Seeing himself closely confined with an armed maniac, he turned and fled; and I raced after, thirsting for blood, crazed with rage.

Which was the only thing that saved my life. For the fuse worked all too well. It's two-foot length exploded in less than half a minute, sympathetically detonating a full two pounds of black powder I had hidden in the tunnel wall but had not had enough time to relocate down the tunnel and well out of the blast radius.

The explosion buried the guard and myself in a small mountain of collapsing rock. I came to slowly, groggily. By now I could hear voices coming from up the shaft. The next shift, plus guards, would be coming straight here to clear the rubble and learn what had happened.

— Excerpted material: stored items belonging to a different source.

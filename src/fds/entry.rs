//! A single named descriptor and the open-flag set.

use std::os::fd::{AsRawFd, OwnedFd, RawFd};

use crate::error::ControlError;
use crate::events::{Event, FdDetail};

/// What a named descriptor is, with per-kind metadata.
#[derive(Debug)]
pub enum FdKind {
    /// Read end of a pipe; `peer` names the write end.
    PipeRead { peer: String },
    /// Write end of a pipe; `peer` names the read end.
    PipeWrite { peer: String },
    /// An opened file.
    File { flags: OpenFlags, path: String },
    /// One of `null`, `stdin`, `stdout`, `stderr`. Never closed or deleted.
    Special,
    /// A descriptor of unknown provenance, e.g. a dup.
    Unknown,
}

/// Owned descriptors close on removal; borrowed ones (the stdio specials)
/// belong to the process and are left alone.
#[derive(Debug)]
pub enum FdHandle {
    Owned(OwnedFd),
    Borrowed(RawFd),
}

#[derive(Debug)]
pub struct NamedFd {
    name: String,
    kind: FdKind,
    handle: FdHandle,
}

impl NamedFd {
    pub fn new(name: impl Into<String>, kind: FdKind, handle: FdHandle) -> NamedFd {
        NamedFd {
            name: name.into(),
            kind,
            handle,
        }
    }

    pub fn name(&self) -> &str {
        &self.name
    }

    pub fn kind(&self) -> &FdKind {
        &self.kind
    }

    pub fn is_special(&self) -> bool {
        matches!(self.kind, FdKind::Special)
    }

    pub fn raw(&self) -> RawFd {
        match &self.handle {
            FdHandle::Owned(fd) => fd.as_raw_fd(),
            FdHandle::Borrowed(fd) => *fd,
        }
    }

    pub(crate) fn replace_handle(&mut self, handle: FdHandle) {
        self.handle = handle;
    }

    /// The `fd.state` event describing this entry.
    pub fn state_event(&self) -> Event {
        let detail = match &self.kind {
            FdKind::PipeRead { peer } => FdDetail::PipeRead { peer: peer.clone() },
            FdKind::PipeWrite { peer } => FdDetail::PipeWrite { peer: peer.clone() },
            FdKind::File { flags, path } => FdDetail::File {
                flags: flags.render(),
                path: path.clone(),
            },
            FdKind::Special => FdDetail::Special,
            FdKind::Unknown => FdDetail::Unknown,
        };
        Event::FdState {
            name: self.name.clone(),
            detail,
        }
    }
}

/// The comma-joined flag set accepted by `fd.open`.
#[derive(Clone, Copy, Debug, Default, PartialEq, Eq)]
pub struct OpenFlags {
    pub read: bool,
    pub write: bool,
    pub append: bool,
    pub create: bool,
    pub mkdir: bool,
    pub nonblock: bool,
    pub sync: bool,
    pub trunc: bool,
}

impl OpenFlags {
    pub fn parse(spec: &str) -> Result<OpenFlags, ControlError> {
        let mut flags = OpenFlags::default();
        for word in spec.split(',').filter(|w| !w.is_empty()) {
            match word {
                "read" => flags.read = true,
                "write" => flags.write = true,
                "append" => flags.append = true,
                "create" => flags.create = true,
                "mkdir" => flags.mkdir = true,
                "nonblock" => flags.nonblock = true,
                "sync" => flags.sync = true,
                "trunc" => flags.trunc = true,
                other => {
                    return Err(ControlError::invalid(format!("unknown open flag {other:?}")))
                }
            }
        }
        Ok(flags)
    }

    pub fn render(&self) -> String {
        let mut out = Vec::new();
        for (on, word) in [
            (self.read, "read"),
            (self.write, "write"),
            (self.append, "append"),
            (self.create, "create"),
            (self.mkdir, "mkdir"),
            (self.nonblock, "nonblock"),
            (self.sync, "sync"),
            (self.trunc, "trunc"),
        ] {
            if on {
                out.push(word);
            }
        }
        out.join(",")
    }
}

#[cfg(test)]
mod tests {
    use super::*;

    #[test]
    fn flags_parse_and_render() {
        let flags = OpenFlags::parse("write,create,trunc").unwrap();
        assert!(flags.write && flags.create && flags.trunc);
        assert!(!flags.read && !flags.append);
        assert_eq!(flags.render(), "write,create,trunc");
    }

    #[test]
    fn unknown_flag_is_invalid() {
        let err = OpenFlags::parse("write,bogus").unwrap_err();
        assert_eq!(err.category(), "invalid");
    }
}
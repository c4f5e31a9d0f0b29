//! Signal capture: accumulate deliveries, wake the main loop, lose nothing.
//!
//! The trapped set is fixed ([`Sig::ALL`]). Each delivery bumps a per-signal
//! atomic bucket in the [`SignalLedger`] and pokes a [`tokio::sync::Notify`]
//! so the main loop's select wakes; the buckets survive until an explicit
//! `signal.clear`. This is the signalfd-flavored rendition of the self-pipe
//! trick: the contract is "wake the loop, lose no distinct signal", and the
//! atomics are the only state shared across contexts.

mod ledger;
mod names;

pub use ledger::{install, SignalLedger};
pub use names::{lookup_signal, Sig, SigMask};
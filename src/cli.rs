//! Command-line surface.
//!
//! Everything here folds into [`Config`]; the supervisor itself never looks
//! at argv. Pool specs take the form `N:BYTES`, e.g. `--service-pool 8:256`
//! preallocates eight service slots with 256 bytes of variables each.

use std::path::PathBuf;

use clap::Parser;

use crate::config::{Config, PoolCap};

#[derive(Parser, Debug)]
#[command(
    name = "procvisor",
    version,
    about = "Process supervisor for PID-1 duty",
    long_about = "Keeps services alive, hands them named file descriptors, and obeys a \
                  tab-separated line protocol on controller streams."
)]
pub struct Cli {
    /// Treat stdin/stdout as a controller endpoint.
    #[arg(long)]
    pub stdin: bool,

    /// Read commands from a file before entering the main loop.
    #[arg(long, value_name = "PATH")]
    pub config: Option<PathBuf>,

    /// Listen on a UNIX socket for additional controllers.
    #[arg(long, value_name = "PATH")]
    pub socket: Option<PathBuf>,

    /// Preallocate the service table: N entries of BYTES variable space.
    #[arg(long, value_name = "N:BYTES", value_parser = parse_pool)]
    pub service_pool: Option<PoolCap>,

    /// Preallocate the named-fd table.
    #[arg(long, value_name = "N:BYTES", value_parser = parse_pool)]
    pub fd_pool: Option<PoolCap>,

    /// Preallocate the controller table.
    #[arg(long, value_name = "N:BYTES", value_parser = parse_pool)]
    pub controller_pool: Option<PoolCap>,

    /// Arm the failsafe guard with this code.
    #[arg(long, value_name = "CODE")]
    pub failsafe: Option<String>,

    /// Exec this argv instead of exiting.
    #[arg(long, value_name = "ARGV", num_args = 1.., allow_hyphen_values = true)]
    pub exec_on_exit: Vec<String>,

    /// Log more (repeatable).
    #[arg(short = 'v', long = "verbose", action = clap::ArgAction::Count)]
    pub verbose: u8,

    /// Log less (repeatable).
    #[arg(short = 'q', long = "quiet", action = clap::ArgAction::Count)]
    pub quiet: u8,
}

impl Cli {
    pub fn into_config(self) -> Config {
        let defaults = Config::default();
        Config {
            use_stdin: self.stdin,
            config_path: self.config,
            socket_path: self.socket,
            service_pool: self.service_pool,
            fd_pool: self.fd_pool,
            controller_pool: self.controller_pool,
            failsafe_armed: defaults.failsafe_armed || self.failsafe.is_some(),
            failsafe_code: self.failsafe,
            exec_on_exit: self.exec_on_exit,
            log_adjust: i32::from(self.verbose) - i32::from(self.quiet),
            ..defaults
        }
    }
}

fn parse_pool(spec: &str) -> Result<PoolCap, String> {
    let (count, bytes) = spec
        .split_once(':')
        .ok_or_else(|| format!("expected N:BYTES, got {spec:?}"))?;
    let count: usize = count
        .parse()
        .map_err(|_| format!("bad entry count {count:?}"))?;
    let bytes: usize = bytes
        .parse()
        .map_err(|_| format!("bad byte size {bytes:?}"))?;
    if count == 0 {
        return Err("pool needs at least one entry".to_string());
    }
    Ok(PoolCap { count, bytes })
}

#[cfg(test)]
mod tests {
    use super::*;

    #[test]
    fn pool_spec_parses() {
        assert_eq!(
            parse_pool("8:256"),
            Ok(PoolCap {
                count: 8,
                bytes: 256
            })
        );
        assert!(parse_pool("8").is_err());
        assert!(parse_pool("0:256").is_err());
        assert!(parse_pool("x:y").is_err());
    }

    #[test]
    fn flags_fold_into_config() {
        let cli = Cli::parse_from([
            "procvisor",
            "--stdin",
            "--service-pool",
            "2:128",
            "--failsafe",
            "s3cret",
            "-v",
            "-v",
            "-q",
        ]);
        let cfg = cli.into_config();
        assert!(cfg.use_stdin);
        assert_eq!(
            cfg.service_pool,
            Some(PoolCap {
                count: 2,
                bytes: 128
            })
        );
        assert!(cfg.failsafe_armed);
        assert_eq!(cfg.failsafe_code.as_deref(), Some("s3cret"));
        assert_eq!(cfg.log_adjust, 1);
    }

    #[test]
    fn exec_on_exit_collects_argv() {
        let cli = Cli::parse_from(["procvisor", "--exec-on-exit", "/sbin/init", "-z"]);
        assert_eq!(cli.exec_on_exit, vec!["/sbin/init", "-z"]);
    }
}
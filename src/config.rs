//! # Global runtime configuration.
//!
//! [`Config`] centralizes the supervisor's knobs: buffer sizes, the fork
//! retry delay, the default restart interval, controller queue depth and
//! watchdog, optional pool caps, and the startup surface fed by the CLI
//! (`--stdin`, `--config`, `--socket`, `--exec-on-exit`, `--failsafe`).

use std::path::PathBuf;

use crate::clock::Ts;

/// A fixed preallocation cap for one table: at most `count` entries, each
/// with `bytes` of variable payload.
#[derive(Clone, Copy, Debug, PartialEq, Eq)]
pub struct PoolCap {
    pub count: usize,
    pub bytes: usize,
}

/// Global configuration for the supervisor.
#[derive(Clone, Debug)]
pub struct Config {
    /// Longest accepted protocol line, newline excluded. Longer lines are
    /// dropped and the parser resyncs at the next newline.
    pub line_limit: usize,
    /// Per-controller outbound event queue depth. A full queue marks the
    /// controller unresponsive and drops events.
    pub event_queue: usize,
    /// Delay before retrying a failed service spawn.
    pub fork_retry: Ts,
    /// Default `restart_interval` for new services. At least one second.
    pub restart_interval: Ts,
    /// How long a service-owned controller may stay unresponsive before its
    /// endpoint is torn down.
    pub ctl_watchdog: Ts,
    /// Service table preallocation (`count` services, `bytes` of vars each).
    pub service_pool: Option<PoolCap>,
    /// Named-fd table preallocation.
    pub fd_pool: Option<PoolCap>,
    /// Controller endpoint preallocation.
    pub controller_pool: Option<PoolCap>,
    /// Whether the failsafe guard starts armed. Defaults to true when the
    /// supervisor runs as PID 1.
    pub failsafe_armed: bool,
    /// Code pre-armed via `--failsafe`.
    pub failsafe_code: Option<String>,
    /// Treat stdin/stdout as a controller endpoint.
    pub use_stdin: bool,
    /// Commands to feed through the dispatcher before the main loop.
    pub config_path: Option<PathBuf>,
    /// UNIX socket accepting additional controllers.
    pub socket_path: Option<PathBuf>,
    /// argv to exec instead of exiting, once armed.
    pub exec_on_exit: Vec<String>,
    /// Log filter adjustment from `-v`/`-q` (positive is chattier).
    pub log_adjust: i32,
}

impl Default for Config {
    /// Defaults:
    /// - `line_limit = 2048`
    /// - `event_queue = 64`
    /// - `fork_retry = 2s`
    /// - `restart_interval = 1s`
    /// - `ctl_watchdog = 10s`
    /// - no pools, no startup endpoints
    /// - failsafe armed iff running as PID 1
    fn default() -> Self {
        Self {
            line_limit: 2048,
            event_queue: 64,
            fork_retry: Ts::from_secs(2),
            restart_interval: Ts::from_secs(1),
            ctl_watchdog: Ts::from_secs(10),
            service_pool: None,
            fd_pool: None,
            controller_pool: None,
            failsafe_armed: std::process::id() == 1,
            failsafe_code: None,
            use_stdin: false,
            config_path: None,
            socket_path: None,
            exec_on_exit: Vec::new(),
            log_adjust: 0,
        }
    }
}
//! # Fork and exec plumbing.
//!
//! [`Spawner`] is the seam between the state machine and the OS: the
//! supervisor resolves everything fallible (argv, descriptor numbers,
//! control sockets) before calling [`Spawner::spawn`], so the child between
//! `fork` and `execvp` touches only async-signal-safe ground.
//!
//! Descriptor plumbing in the child follows the two-pass scheme: first any
//! source descriptor that sits below its eventual slot range is `dup`'d
//! upward out of the way, then each is `dup2`'d into the slot equal to its
//! list position, `-1` entries close their slot, and everything above the
//! list up to `FD_SETSIZE` is closed.

use std::ffi::CString;
use std::os::fd::RawFd;

use nix::sys::signal::{sigprocmask, SigSet, SigmaskHow};
use nix::unistd::{close, dup, dup2, execvp, fork, ForkResult};

use crate::error::ControlError;

/// Exit status a child uses when its environment cannot be assembled,
/// `execvp` included.
pub const EXIT_INVALID_ENVIRONMENT: i32 = 3;

/// Everything the child needs, resolved ahead of the fork.
#[derive(Debug)]
pub struct SpawnPlan {
    /// Program and arguments. Never empty.
    pub argv: Vec<CString>,
    /// Descriptor for each slot, by position. `-1` means the slot is closed.
    pub fds: Vec<RawFd>,
}

/// The process-creation seam. The real implementation forks; tests script
/// outcomes without ever creating a process.
pub trait Spawner {
    fn spawn(&mut self, plan: &SpawnPlan) -> Result<i32, ControlError>;
}

pub struct NixSpawner;

impl Spawner for NixSpawner {
    fn spawn(&mut self, plan: &SpawnPlan) -> Result<i32, ControlError> {
        if plan.argv.is_empty() {
            return Err(ControlError::invalid("service has no argv"));
        }
        // Safety: the child calls only async-signal-safe functions before
        // exec; the plan was fully built beforehand.
        match unsafe { fork() }? {
            ForkResult::Parent { child } => Ok(child.as_raw()),
            ForkResult::Child => exec_child(plan),
        }
    }
}

fn exec_child(plan: &SpawnPlan) -> ! {
    let all = SigSet::all();
    let _ = sigprocmask(SigmaskHow::SIG_UNBLOCK, Some(&all), None);

    let mut fds = plan.fds.clone();

    // Move sources out of the target slot range.
    for i in 0..fds.len() {
        while fds[i] >= 0 && (fds[i] as usize) < fds.len() {
            match dup(fds[i]) {
                Ok(moved) => fds[i] = moved,
                Err(_) => unsafe { libc::_exit(EXIT_INVALID_ENVIRONMENT) },
            }
        }
    }
    // Land each in its slot; close unused slots and everything above.
    for (slot, fd) in fds.iter().enumerate() {
        if *fd >= 0 {
            if dup2(*fd, slot as RawFd).is_err() {
                unsafe { libc::_exit(EXIT_INVALID_ENVIRONMENT) }
            }
        } else {
            let _ = close(slot as RawFd);
        }
    }
    for fd in (fds.len() as RawFd)..(libc::FD_SETSIZE as RawFd) {
        let _ = close(fd);
    }

    let _ = execvp(&plan.argv[0], &plan.argv);
    unsafe { libc::_exit(EXIT_INVALID_ENVIRONMENT) }
}

#[cfg(test)]
mod tests {
    use super::*;

    #[test]
    fn empty_argv_is_rejected_before_forking() {
        let plan = SpawnPlan {
            argv: Vec::new(),
            fds: vec![0, 1, 2],
        };
        let err = NixSpawner.spawn(&plan).unwrap_err();
        assert_eq!(err.category(), "invalid");
    }
}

I had killed a supervisor, two guards, and blown up half the shaft. I had to make good my escape. I scrambled back down the shaft to the abandoned tunnel. It had caved in too and was filled with rock and rubble almost to the ceiling. But through rock and rubble something else had broken through: light.

I scrambled over the deadfall like a cat. With hands and hammer I began clearing a jagged, foot-high crawl space. I could make it to the outside, I thought, except for one rocky scarp jutting up near the exit. I hoped and prayed I could break it off with my hammer.

The shouts up shaft were growing louder, and the crevice was groaning and shaking. I didn't have much time. Soon the guards would be here—and the mountain would come back down, resealing my escape hatch.

I shouldered my way into the crevice.

It was a tight, jagged, bloody crawl to the light, and what lay beyond God only knew. By the time I reached the bloody scarp, I was a mass of cuts and blood. Furthermore, I could hear men entering the abandoned shaft, meaning they would hear my hammer blows.

To hell with it.

I laid into the rocky scarp with both hands as hard as I knew how. The din of my hammer blows was loud enough to wake the damned, and the screams behind me grew louder. On the fourth blow, the scarp broke off and went flying off through the crevice. At the same moment, some man behind me grabbed my sandaled foot, crawled up the tunnel, and grabbed my thigh. I turned and was about to hammer his skull to pieces, when he shouted, "I'm coming with you!"

"Then come along," I shouted, "wherever the hell we're headed!"

Grabbing the outside edge of the crevice, I poked my head out. I had had several minutes to gradually adjust to the light, but still it was blinding. I shielded my eyes and kept moving. I had to get out before the guards came and grabbed us both.

I was halfway out of the crevice when my eyes adjusted enough that I could see the escape route. To my right, perhaps a hundred feet away, was a slanting fissure in the cliff face, transversing a good four or five hundred feet I couldn't see how far down it went, but it was my only shot I had to scramble across that vertical cliff and then work my way down the fissure.

Now the prisoner behind me was in hysterics. A guard had worked his way into the crevice and had his ankle.

"No, no!" he screamed. "I can't go back."

I shared his sentiments completely. The crevice—with a million tons of rock pressing down on it—was groaning and screaming like a dying animal. I groped a couple of handholds and swung out over the abyss. My sandals went flying off my feet, falling what looked to be forever into the roiling, white-water rapids below. It was just as well. My bare feet would be better in feeling out footholds.